What you are asked to do:
Set down exactly the stretch of lines below that opens at the line containing "mod upload;" and continues through the last line of the entries, and nothing else.

[Dataset entries]

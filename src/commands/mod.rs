mod config;
pub mod custom_id;
mod delete;
pub mod dispatch;
mod guard;
mod list;
mod ping;
pub mod registry;
mod submit;
mod upload;
mod view;

use crate::discord::api::DiscordHttp;
use crate::error::Result;
use registry::{Command, Registry};

/// Every top-level command the bot registers.
pub fn all_commands() -> Vec<Command> {
    vec![
        ping::command(),
        config::command(),
        submit::command(),
        upload::command(),
        list::command(),
        view::command(),
        delete::command(),
    ]
}

/// Validated registry of [`all_commands`].
pub fn registry() -> Result<Registry> {
    Registry::new(all_commands())
}

/// Uploads the schema, looking the application id up when it is not configured.
pub async fn register(discord: &dyn DiscordHttp, registry: &Registry, application_id: Option<&str>) -> Result<()> {
    let application_id = match application_id {
        Some(id) => id.to_string(),
        None => discord.application_id().await?,
    };
    discord.register_commands(&application_id, &registry.schema()).await
}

Your solution:
mod upload;
mod view;

use crate::discord::api::DiscordHttp;
use crate::error::Result;
use registry::{Command, Registry};

/// Every top-level command the bot registers.
pub fn all_commands() -> Vec<Command> {
    vec![
        ping::command(),
        config::command(),
        submit::command(),
        upload::command(),
        list::command(),
        view::command(),
        delete::command(),
    ]
}

/// Validated registry of [`all_commands`].
pub fn registry() -> Result<Registry> {
    Registry::new(all_commands())
}

/// Uploads the schema, looking the application id up when it is not configured.
pub async fn register(discord: &dyn DiscordHttp, registry: &Registry, application_id: Option<&str>) -> Result<()> {
    let application_id = match application_id {
        Some(id) => id.to_string(),
        None => discord.application_id().await?,
    };
    discord.register_commands(&application_id, &registry.schema()).await
}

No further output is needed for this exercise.